+++ The records

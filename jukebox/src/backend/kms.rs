//! DRM/KMS display controller and GBM scanout surface.
//!
//! Bring-up order: [`KmsDisplay::open`], select a mode through
//! [`crate::display::DisplayHandle::select_mode`], then create a
//! [`GbmSurface`] at that mode's resolution from a cloned [`Card`]. The EGL
//! context that renders into the surface is supplied by the integrator.

use std::fs::{File, OpenOptions};
use std::io;
use std::os::fd::{AsFd, BorrowedFd};
use std::path::Path;
use std::time::Duration;

use drm::buffer::{self, DrmFourcc, DrmModifier, PlanarBuffer};
use drm::control::{
    self, Device as ControlDevice, FbCmd2Flags, Mode, ModeTypeFlags,
    PageFlipFlags, connector, crtc, framebuffer,
};
use gbm::{BufferObject, BufferObjectFlags};
use log::{debug, info};
use rustix::event::{PollFd, PollFlags, poll};

use crate::core::error::{InitError, InitStage};
use crate::display::{
    DisplayDevice, DisplayError, DisplayHandle, DisplayMode, FlipWait,
    FramebufferId, ModeInfo, Resolution, ResolutionPolicy,
};
use crate::render::{
    BufferId, FramePresenter, GpuSurface, PlaneLayout, ScanoutBuffer,
    SurfaceError,
};

/// An open `/dev/dri/cardN` node.
#[derive(Debug)]
pub struct Card(File);

impl Card {
    pub fn open(path: &Path) -> io::Result<Self> {
        OpenOptions::new()
            .read(true)
            .write(true)
            .open(path)
            .map(Card)
    }

    pub fn try_clone(&self) -> io::Result<Self> {
        self.0.try_clone().map(Card)
    }
}

impl AsFd for Card {
    fn as_fd(&self) -> BorrowedFd<'_> {
        self.0.as_fd()
    }
}

impl drm::Device for Card {}
impl ControlDevice for Card {}

pub struct KmsDisplay {
    card: Card,
    connector: connector::Handle,
    crtc: crtc::Handle,
    flip_pending: bool,
}

impl KmsDisplay {
    /// Opens the node and binds the first connected connector to a CRTC.
    pub fn open(path: &Path) -> Result<Self, DisplayError> {
        let card = Card::open(path)?;
        let resources = card.resource_handles()?;

        let connector = resources
            .connectors()
            .iter()
            .filter_map(|handle| card.get_connector(*handle, true).ok())
            .find(|info| info.state() == connector::State::Connected)
            .ok_or(DisplayError::NoConnector)?;

        let current_crtc = connector
            .current_encoder()
            .and_then(|encoder| card.get_encoder(encoder).ok())
            .and_then(|encoder| encoder.crtc());
        let crtc = match current_crtc {
            Some(crtc) => crtc,
            None => connector
                .encoders()
                .iter()
                .filter_map(|encoder| card.get_encoder(*encoder).ok())
                .flat_map(|encoder| {
                    resources.filter_crtcs(encoder.possible_crtcs())
                })
                .next()
                .ok_or(DisplayError::NoConnector)?,
        };

        info!(
            "using {:?} on {:?} ({} modes)",
            connector.interface(),
            crtc,
            connector.modes().len()
        );

        Ok(Self {
            card,
            connector: connector.handle(),
            crtc,
            flip_pending: false,
        })
    }

    pub fn card(&self) -> &Card {
        &self.card
    }

    fn drm_modes(&self) -> Result<Vec<Mode>, DisplayError> {
        let info = self.card.get_connector(self.connector, false)?;
        Ok(info.modes().to_vec())
    }
}

fn to_framebuffer_id(handle: framebuffer::Handle) -> FramebufferId {
    FramebufferId(u32::from(handle))
}

fn to_framebuffer_handle(
    id: FramebufferId,
) -> Result<framebuffer::Handle, DisplayError> {
    control::from_u32(id.0).ok_or_else(|| {
        DisplayError::Framebuffer(format!("invalid framebuffer id {}", id.0))
    })
}

impl DisplayDevice for KmsDisplay {
    fn modes(&self) -> Result<Vec<ModeInfo>, DisplayError> {
        Ok(self
            .drm_modes()?
            .iter()
            .enumerate()
            .map(|(index, mode)| {
                let (width, height) = mode.size();
                ModeInfo {
                    index,
                    resolution: Resolution::new(width as u32, height as u32),
                    refresh_hz: mode.vrefresh(),
                    preferred: mode
                        .mode_type()
                        .contains(ModeTypeFlags::PREFERRED),
                }
            })
            .collect())
    }

    fn acquire_master(&mut self) -> Result<(), DisplayError> {
        drm::Device::acquire_master_lock(&self.card)
            .map_err(|err| DisplayError::Master(err.to_string()))
    }

    fn release_master(&mut self) -> Result<(), DisplayError> {
        self.flip_pending = false;
        drm::Device::release_master_lock(&self.card)
            .map_err(|err| DisplayError::Master(err.to_string()))
    }

    fn add_planar_framebuffer(
        &mut self,
        layout: &PlaneLayout,
    ) -> Result<FramebufferId, DisplayError> {
        let buffer = LayoutBuffer::new(layout)?;
        let flags = if layout.modifier.is_some() {
            FbCmd2Flags::MODIFIERS
        } else {
            FbCmd2Flags::empty()
        };
        self.card
            .add_planar_framebuffer(&buffer, flags)
            .map(to_framebuffer_id)
            .map_err(|err| DisplayError::Framebuffer(err.to_string()))
    }

    fn add_legacy_framebuffer(
        &mut self,
        layout: &PlaneLayout,
    ) -> Result<FramebufferId, DisplayError> {
        let buffer = LayoutBuffer::new(layout)?;
        self.card
            .add_framebuffer(&buffer, layout.depth, layout.bpp)
            .map(to_framebuffer_id)
            .map_err(|err| DisplayError::Framebuffer(err.to_string()))
    }

    fn destroy_framebuffer(
        &mut self,
        framebuffer: FramebufferId,
    ) -> Result<(), DisplayError> {
        let handle = to_framebuffer_handle(framebuffer)?;
        self.card.destroy_framebuffer(handle)?;
        Ok(())
    }

    fn set_crtc(
        &mut self,
        framebuffer: FramebufferId,
        mode: &ModeInfo,
    ) -> Result<(), DisplayError> {
        let handle = to_framebuffer_handle(framebuffer)?;
        let drm_mode = self
            .drm_modes()?
            .get(mode.index)
            .copied()
            .ok_or(DisplayError::UnknownMode(mode.index))?;

        self.card
            .set_crtc(
                self.crtc,
                Some(handle),
                (0, 0),
                &[self.connector],
                Some(drm_mode),
            )
            .map_err(|err| DisplayError::Modeset(err.to_string()))?;
        self.flip_pending = false;
        Ok(())
    }

    fn page_flip(
        &mut self,
        framebuffer: FramebufferId,
    ) -> Result<(), DisplayError> {
        let handle = to_framebuffer_handle(framebuffer)?;
        self.card
            .page_flip(self.crtc, handle, PageFlipFlags::EVENT, None)
            .map_err(|err| DisplayError::PageFlip(err.to_string()))?;
        self.flip_pending = true;
        Ok(())
    }

    fn wait_for_flip(
        &mut self,
        timeout: Duration,
    ) -> Result<FlipWait, DisplayError> {
        if !self.flip_pending {
            return Ok(FlipWait::TimedOut);
        }

        let timeout_ms = timeout.as_millis().min(i32::MAX as u128) as i32;
        let mut fds = [PollFd::new(&self.card, PollFlags::IN)];
        let ready = poll(&mut fds, timeout_ms).map_err(io::Error::from)?;
        if ready == 0 {
            return Ok(FlipWait::TimedOut);
        }

        for event in self.card.receive_events()? {
            if let control::Event::PageFlip(flip) = event {
                debug!("flip completed at frame {}", flip.frame);
                self.flip_pending = false;
                return Ok(FlipWait::Completed);
            }
        }
        Ok(FlipWait::TimedOut)
    }
}

/// Presents a [`PlaneLayout`] through the `drm` buffer traits.
struct LayoutBuffer {
    layout: PlaneLayout,
    format: DrmFourcc,
    primary: buffer::Handle,
}

impl LayoutBuffer {
    fn new(layout: &PlaneLayout) -> Result<Self, DisplayError> {
        let format = DrmFourcc::try_from(layout.fourcc).map_err(|err| {
            DisplayError::Framebuffer(format!("unsupported format: {:?}", err))
        })?;
        let primary = control::from_u32(layout.handles[0]).ok_or_else(|| {
            DisplayError::Framebuffer("buffer has no plane 0 handle".into())
        })?;
        Ok(Self {
            layout: layout.clone(),
            format,
            primary,
        })
    }
}

impl buffer::Buffer for LayoutBuffer {
    fn size(&self) -> (u32, u32) {
        (self.layout.width, self.layout.height)
    }

    fn format(&self) -> DrmFourcc {
        self.format
    }

    fn pitch(&self) -> u32 {
        self.layout.pitches[0]
    }

    fn handle(&self) -> buffer::Handle {
        self.primary
    }
}

impl PlanarBuffer for LayoutBuffer {
    fn size(&self) -> (u32, u32) {
        (self.layout.width, self.layout.height)
    }

    fn format(&self) -> DrmFourcc {
        self.format
    }

    fn modifier(&self) -> Option<DrmModifier> {
        self.layout.modifier.map(DrmModifier::from)
    }

    fn pitches(&self) -> [u32; 4] {
        self.layout.pitches
    }

    fn handles(&self) -> [Option<buffer::Handle>; 4] {
        self.layout.handles.map(|raw| control::from_u32(raw))
    }

    fn offsets(&self) -> [u32; 4] {
        self.layout.offsets
    }
}

/// The GBM surface the render context draws into.
pub struct GbmSurface {
    device: gbm::Device<Card>,
    surface: gbm::Surface<()>,
    resolution: Resolution,
}

impl GbmSurface {
    pub fn new(card: Card, resolution: Resolution) -> io::Result<Self> {
        let device = gbm::Device::new(card)?;
        let surface = device.create_surface::<()>(
            resolution.width,
            resolution.height,
            gbm::Format::Xrgb8888,
            BufferObjectFlags::SCANOUT | BufferObjectFlags::RENDERING,
        )?;
        info!("created {} scanout surface", resolution);
        Ok(Self {
            device,
            surface,
            resolution,
        })
    }

    pub fn device(&self) -> &gbm::Device<Card> {
        &self.device
    }

    /// For building the EGL window surface.
    pub fn surface(&self) -> &gbm::Surface<()> {
        &self.surface
    }
}

impl GpuSurface for GbmSurface {
    type Buffer = GbmBuffer;

    fn resolution(&self) -> Resolution {
        self.resolution
    }

    fn lock_front_buffer(&mut self) -> Result<GbmBuffer, SurfaceError> {
        // SAFETY: the render context swaps this surface before every
        // present, so a front buffer exists to lock.
        let bo = unsafe { self.surface.lock_front_buffer() }
            .map_err(|_| SurfaceError::Exhausted)?;
        Ok(GbmBuffer { bo })
    }
}

/// A locked GBM buffer object; dropping it releases it to the surface.
pub struct GbmBuffer {
    bo: BufferObject<()>,
}

impl ScanoutBuffer for GbmBuffer {
    fn id(&self) -> BufferId {
        BufferId(u32::from(buffer::Buffer::handle(&self.bo)) as u64)
    }

    fn layout(&self) -> PlaneLayout {
        let (width, height) = PlanarBuffer::size(&self.bo);
        PlaneLayout {
            width,
            height,
            fourcc: PlanarBuffer::format(&self.bo) as u32,
            modifier: PlanarBuffer::modifier(&self.bo)
                .filter(|modifier| *modifier != DrmModifier::Invalid)
                .map(u64::from),
            handles: PlanarBuffer::handles(&self.bo)
                .map(|handle| handle.map_or(0, u32::from)),
            pitches: PlanarBuffer::pitches(&self.bo),
            offsets: PlanarBuffer::offsets(&self.bo),
            depth: 24,
            bpp: 32,
        }
    }
}

/// Opens `device`, selects the mode for `display_mode` and allocates a
/// scanout surface of that mode's size.
pub fn open_presenter(
    device: &Path,
    display_mode: DisplayMode,
    policy: &ResolutionPolicy,
) -> Result<FramePresenter<KmsDisplay, GbmSurface>, InitError> {
    let kms = KmsDisplay::open(device).map_err(|err| {
        InitError::new(
            InitStage::Display,
            format!("{}: {}", device.display(), err),
        )
    })?;
    let card = kms
        .card()
        .try_clone()
        .map_err(|err| InitError::new(InitStage::Display, err.to_string()))?;

    let mut display = DisplayHandle::new(kms);
    let mode = display
        .select_mode(display_mode, policy)
        .map_err(|err| InitError::new(InitStage::Mode, err.to_string()))?;

    let surface = GbmSurface::new(card, mode.resolution).map_err(|err| {
        InitError::new(InitStage::GpuSurface, err.to_string())
    })?;
    Ok(FramePresenter::new(display, surface))
}

/// Surface factory for [`crate::runtime::app::Runtime::with_surface_factory`]:
/// every call allocates on its own handle to the same card.
pub fn surface_factory(
    card: Card,
) -> impl FnMut(Resolution) -> Result<GbmSurface, String> {
    move |resolution| {
        let card = card.try_clone().map_err(|err| err.to_string())?;
        GbmSurface::new(card, resolution).map_err(|err| err.to_string())
    }
}

#[cfg(test)]
mod tests {
    use super::*;

    const XRGB8888: u32 = 0x3432_5258;

    fn layout(width: u32, height: u32) -> PlaneLayout {
        PlaneLayout {
            width,
            height,
            fourcc: XRGB8888,
            modifier: None,
            handles: [7, 0, 0, 0],
            pitches: [width * 4, 0, 0, 0],
            offsets: [0; 4],
            depth: 24,
            bpp: 32,
        }
    }

    #[test]
    fn framebuffer_ids_map_to_handles() {
        let handle = to_framebuffer_handle(FramebufferId(42)).unwrap();
        assert_eq!(u32::from(handle), 42);
        assert_eq!(to_framebuffer_id(handle), FramebufferId(42));

        assert!(matches!(
            to_framebuffer_handle(FramebufferId(0)),
            Err(DisplayError::Framebuffer(_))
        ));
    }

    #[test]
    fn layout_buffer_exposes_the_plane_layout() {
        let buffer = LayoutBuffer::new(&layout(1280, 720)).unwrap();

        assert_eq!(buffer::Buffer::size(&buffer), (1280, 720));
        assert_eq!(buffer::Buffer::format(&buffer), DrmFourcc::Xrgb8888);
        assert_eq!(buffer::Buffer::pitch(&buffer), 5120);
        assert_eq!(u32::from(buffer::Buffer::handle(&buffer)), 7);

        let handles = PlanarBuffer::handles(&buffer);
        assert!(handles[0].is_some());
        assert!(handles[1..].iter().all(Option::is_none));
        assert_eq!(PlanarBuffer::modifier(&buffer), None);
    }

    #[test]
    fn layout_buffer_rejects_unknown_format_and_missing_plane() {
        let bad_format = PlaneLayout {
            fourcc: 0,
            ..layout(640, 480)
        };
        assert!(LayoutBuffer::new(&bad_format).is_err());

        let no_plane = PlaneLayout {
            handles: [0; 4],
            ..layout(640, 480)
        };
        assert!(LayoutBuffer::new(&no_plane).is_err());
    }

    #[test]
    fn missing_device_node_is_an_io_error() {
        let result = KmsDisplay::open(Path::new("/nonexistent/dri/card9"));
        assert!(matches!(result, Err(DisplayError::Io(_))));

        let err = open_presenter(
            Path::new("/nonexistent/dri/card9"),
            DisplayMode::CrtNative,
            &ResolutionPolicy::default(),
        )
        .err()
        .expect("no device");
        assert_eq!(err.stage, InitStage::Display);
    }
}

++++++

(What you should do) Repeat only the lines above, from the first line of the entries through the line that contains "then create a", including both ends.

(Task answer)
filename jukebox/src/backend/kms.rs
//! DRM/KMS display controller and GBM scanout surface.
//!
//! Bring-up order: [`KmsDisplay::open`], select a mode through
//! [`crate::display::DisplayHandle::select_mode`], then create a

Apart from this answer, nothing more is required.